Relationship of plasma buprenorphine and norbuprenorphine to withdrawal symptoms during dose induction, maintenance and withdrawal from sublingual buprenorphine

Abstract
Aims. Examine the relationship between buprenorphine and norbuprenorphine plasma concentrations with subject‐reported withdrawalsymptomatology during buprenorphine dose induction, maintenance treatment (daily and alternate‐day dosing) and withdrawal . Design. Two groups of randomly assigned subjects inducted onto buprenorphine and maintained on 8 mg daily by the sublingual route for 18 days. Group 1 continued to receive daily buprenorphine to day 36. Group 2 subjects received alternate‐day dosing of buprenorphine and placebo on days 19 to 36. Both groups received placebo on days 37 to 52 . Setting. Inpatient facilities at the Addiction Research Center, Intramural Research Center, NIDA, Baltimore, MD . Participants. Eleven male, heroin‐dependent volunteers participating in a research study . Intervention. Medications for treatment of withdrawal symptoms were prescribed as needed after day 39 (72 hours after the last dose of buprenorphine) . Measurements. Plasma concentrations of buprenorphine and norbuprenorphine, withdrawal symptomatology and pupil diameter . Findings. The mean steady‐state buprenorphine plasma concentration (24 hours) after daily administration of sublingual buprenorphine for study days 21‐35 was 0.80 ng/ml, and the mean alternate day steady‐state buprenorphine plasma concentration (24 hours) was 0.77 ng/ml. Daily and alternate day steady‐state norbuprenorphine plasma concentrations were 1.10 and 0.90 ng/ml, respectively. Predicted alternate day steady‐state buprenorphine and norbuprenorphine plasma concentrations at 48 hours were 0.49 ng/ml and 0.57 ng/ml, respectively.
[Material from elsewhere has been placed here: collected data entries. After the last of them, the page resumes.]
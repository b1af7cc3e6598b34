//! Contact-signal detection and masking.
//!
//! Every signal category owns one compiled pattern (see [`contact_pattern`]).
//! Detection and masking both walk the same pattern table, so anything the
//! detector reports is also rewritten by the masker.

use regex::{Captures, Regex};
use serde::{Deserialize, Serialize};
use std::ops::Range;
use std::sync::LazyLock;

pub const EMAIL_PLACEHOLDER: &str = "[이메일 비공개]";
pub const PHONE_PLACEHOLDER: &str = "[연락처 비공개]";
pub const OPEN_KAKAO_PLACEHOLDER: &str = "[오픈채팅 링크 비공개]";
pub const MESSENGER_LINK_PLACEHOLDER: &str = "[메신저 링크 비공개]";
const DEFAULT_KAKAO_ID_LABEL: &str = "아이디";
const MIN_PHONE_DIGITS: usize = 9;

#[derive(Debug, Clone, Copy, PartialEq, Eq, Hash, PartialOrd, Ord, Serialize, Deserialize)]
#[serde(rename_all = "snake_case")]
pub enum ContactSignalType {
    Email,
    Phone,
    OpenKakao,
    MessengerLink,
    KakaoId,
}

impl ContactSignalType {
    /// Detection and masking order.
    pub const ALL: [ContactSignalType; 5] = [
        ContactSignalType::Email,
        ContactSignalType::Phone,
        ContactSignalType::OpenKakao,
        ContactSignalType::MessengerLink,
        ContactSignalType::KakaoId,
    ];

    pub fn as_str(self) -> &'static str {
        match self {
            ContactSignalType::Email => "email",
            ContactSignalType::Phone => "phone",
            ContactSignalType::OpenKakao => "open_kakao",
            ContactSignalType::MessengerLink => "messenger_link",
            ContactSignalType::KakaoId => "kakao_id",
        }
    }
}

impl std::fmt::Display for ContactSignalType {
    fn fmt(&self, f: &mut std::fmt::Formatter<'_>) -> std::fmt::Result {
        f.write_str(self.as_str())
    }
}

static EMAIL_PATTERN: LazyLock<Regex> = LazyLock::new(|| {
    Regex::new(r"[A-Za-z0-9_.%+-]+@[A-Za-z0-9-]+(?:\.[A-Za-z0-9-]+)*\.[A-Za-z]{2,}")
        .expect("email pattern compiles")
});

static PHONE_PATTERN: LazyLock<Regex> = LazyLock::new(|| {
    Regex::new(r"(?:01[016789]|02|0[3-9][0-9])[-. ]?[0-9]{3,4}[-. ]?[0-9]{4}")
        .expect("phone pattern compiles")
});

static OPEN_KAKAO_PATTERN: LazyLock<Regex> = LazyLock::new(|| {
    Regex::new(r"(?i)https?://open\.kakao\.com/[A-Za-z0-9._~/?#@!$&=+%:-]*")
        .expect("open kakao pattern compiles")
});

static MESSENGER_LINK_PATTERN: LazyLock<Regex> = LazyLock::new(|| {
    Regex::new(r"(?i)https?://(?:t\.me|wa\.me|line\.me)/[A-Za-z0-9._~/?#@!$&=+%:-]*")
        .expect("messenger link pattern compiles")
});

// Channel word, then a label (colon optional) or a bare colon, then the ID.
// The ID takes the whole token run so nothing glued to its tail survives masking.
static KAKAO_ID_PATTERN: LazyLock<Regex> = LazyLock::new(|| {
    Regex::new(
        r"(카카오톡|카카오|카톡)[ \t]*(?:(아이디|(?i:id))[ \t]*[:：]?|[:：])[ \t]*([A-Za-z0-9._-]{3,})",
    )
    .expect("kakao id pattern compiles")
});

/// The compiled matcher for one signal category.
pub fn contact_pattern(kind: ContactSignalType) -> &'static Regex {
    match kind {
        ContactSignalType::Email => &*EMAIL_PATTERN,
        ContactSignalType::Phone => &*PHONE_PATTERN,
        ContactSignalType::OpenKakao => &*OPEN_KAKAO_PATTERN,
        ContactSignalType::MessengerLink => &*MESSENGER_LINK_PATTERN,
        ContactSignalType::KakaoId => &*KAKAO_ID_PATTERN,
    }
}

/// A single matched signal span, for moderator tooling.
#[derive(Debug, Clone, PartialEq, Eq, Serialize)]
pub struct ContactSignalMatch {
    pub kind: ContactSignalType,
    pub range: Range<usize>,
    pub text: String,
}

fn signal_captures<'t>(
    kind: ContactSignalType,
    text: &'t str,
) -> impl Iterator<Item = Captures<'t>> + 't {
    contact_pattern(kind)
        .captures_iter(text)
        .filter(move |caps| match (kind, caps.get(0)) {
            (ContactSignalType::Phone, Some(whole)) => is_standalone_number(text, whole.range()),
            (ContactSignalType::KakaoId, Some(_)) => {
                caps.get(3).is_some_and(|id| !is_masked_prefix(text, id.end()))
            }
            (_, whole) => whole.is_some(),
        })
}

// The token stops right before a `*` run, i.e. it is the kept prefix of a mask.
fn is_masked_prefix(text: &str, token_end: usize) -> bool {
    text[token_end..].starts_with('*')
}

// A digit run glued to more digits (order numbers, timestamps) is not a phone number.
fn is_standalone_number(text: &str, range: Range<usize>) -> bool {
    let digit_before = text[..range.start]
        .chars()
        .next_back()
        .is_some_and(|c| c.is_ascii_digit());
    let digit_after = text[range.end..]
        .chars()
        .next()
        .is_some_and(|c| c.is_ascii_digit());
    !digit_before && !digit_after
}

pub fn has_contact_signal(kind: ContactSignalType, text: &str) -> bool {
    signal_captures(kind, text).next().is_some()
}

/// Distinct signal categories present in `text`, in [`ContactSignalType::ALL`] order.
pub fn detect_contact_signals(text: &str) -> Vec<ContactSignalType> {
    if text.is_empty() {
        return Vec::new();
    }

    ContactSignalType::ALL
        .into_iter()
        .filter(|kind| has_contact_signal(*kind, text))
        .collect()
}

/// Every matched span in `text`, ordered by position.
pub fn find_contact_signals(text: &str) -> Vec<ContactSignalMatch> {
    let mut matches: Vec<ContactSignalMatch> = ContactSignalType::ALL
        .into_iter()
        .flat_map(|kind| {
            signal_captures(kind, text).filter_map(move |caps| {
                caps.get(0).map(|whole| ContactSignalMatch {
                    kind,
                    range: whole.range(),
                    text: whole.as_str().to_string(),
                })
            })
        })
        .collect();
    matches.sort_by_key(|m| (m.range.start, m.kind));
    matches
}

/// Rewrites every contact signal in `text` into a partially redacted form.
///
/// Runs one substitution per category over the whole text. The replacement
/// shapes never re-match their own pattern, so masking twice is the same as
/// masking once.
pub fn mask_contact_signals(text: &str) -> String {
    ContactSignalType::ALL
        .into_iter()
        .fold(text.to_string(), |current, kind| mask_category(kind, &current))
}

fn mask_category(kind: ContactSignalType, text: &str) -> String {
    let mut out = String::with_capacity(text.len());
    let mut last = 0;

    for caps in signal_captures(kind, text) {
        let Some(whole) = caps.get(0) else {
            continue;
        };
        out.push_str(&text[last..whole.start()]);
        out.push_str(&mask_match(kind, &caps));
        last = whole.end();
    }

    out.push_str(&text[last..]);
    out
}

fn mask_match(kind: ContactSignalType, caps: &Captures<'_>) -> String {
    let whole = caps.get(0).map_or("", |m| m.as_str());
    match kind {
        ContactSignalType::Email => mask_email(whole),
        ContactSignalType::Phone => mask_phone(whole),
        ContactSignalType::OpenKakao => OPEN_KAKAO_PLACEHOLDER.to_string(),
        ContactSignalType::MessengerLink => MESSENGER_LINK_PLACEHOLDER.to_string(),
        ContactSignalType::KakaoId => {
            let channel = caps.get(1).map_or("카카오톡", |m| m.as_str());
            let label = caps.get(2).map_or(DEFAULT_KAKAO_ID_LABEL, |m| m.as_str());
            let id = caps.get(3).map_or("", |m| m.as_str());
            format!("{channel} {label}: {}***", keep_prefix(id))
        }
    }
}

fn keep_prefix(value: &str) -> String {
    value.chars().take(2).collect()
}

fn mask_email(email: &str) -> String {
    match email.split_once('@') {
        Some((local, domain)) if !local.is_empty() && !domain.is_empty() => {
            format!("{}***@{}", keep_prefix(local), domain)
        }
        _ => EMAIL_PLACEHOLDER.to_string(),
    }
}

fn mask_phone(phone: &str) -> String {
    let digits: String = phone.chars().filter(char::is_ascii_digit).collect();
    if digits.len() < MIN_PHONE_DIGITS {
        return PHONE_PLACEHOLDER.to_string();
    }

    let last4 = &digits[digits.len() - 4..];
    if digits.starts_with("02") {
        format!("02-***-{last4}")
    } else {
        format!("{}-****-{last4}", &digits[..3])
    }
}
Withdrawal scores varied inversely with plasma concentration. There were no significant differences between Groups 1 and 2 during steady‐state (days 21‐35) with regard to withdrawal scale scores or pupillary diameter. The overall, mean terminal elimination half‐lives for buprenorphine and norbuprenorphine were 42 and 57 hours, respectively . Conclusions. During daily buprenorphine maintenance, plasma concentrations greater than 0.7 ng/ml of buprenorphine and norbuprenorphine were associated with minimal withdrawal symptoms. The long elimination half‐life of buprenorphine suggested that increasing the buprenorphine dose with alternate‐day administration may provide an effective, flexible therapy regimen for the treatment of opioid dependence.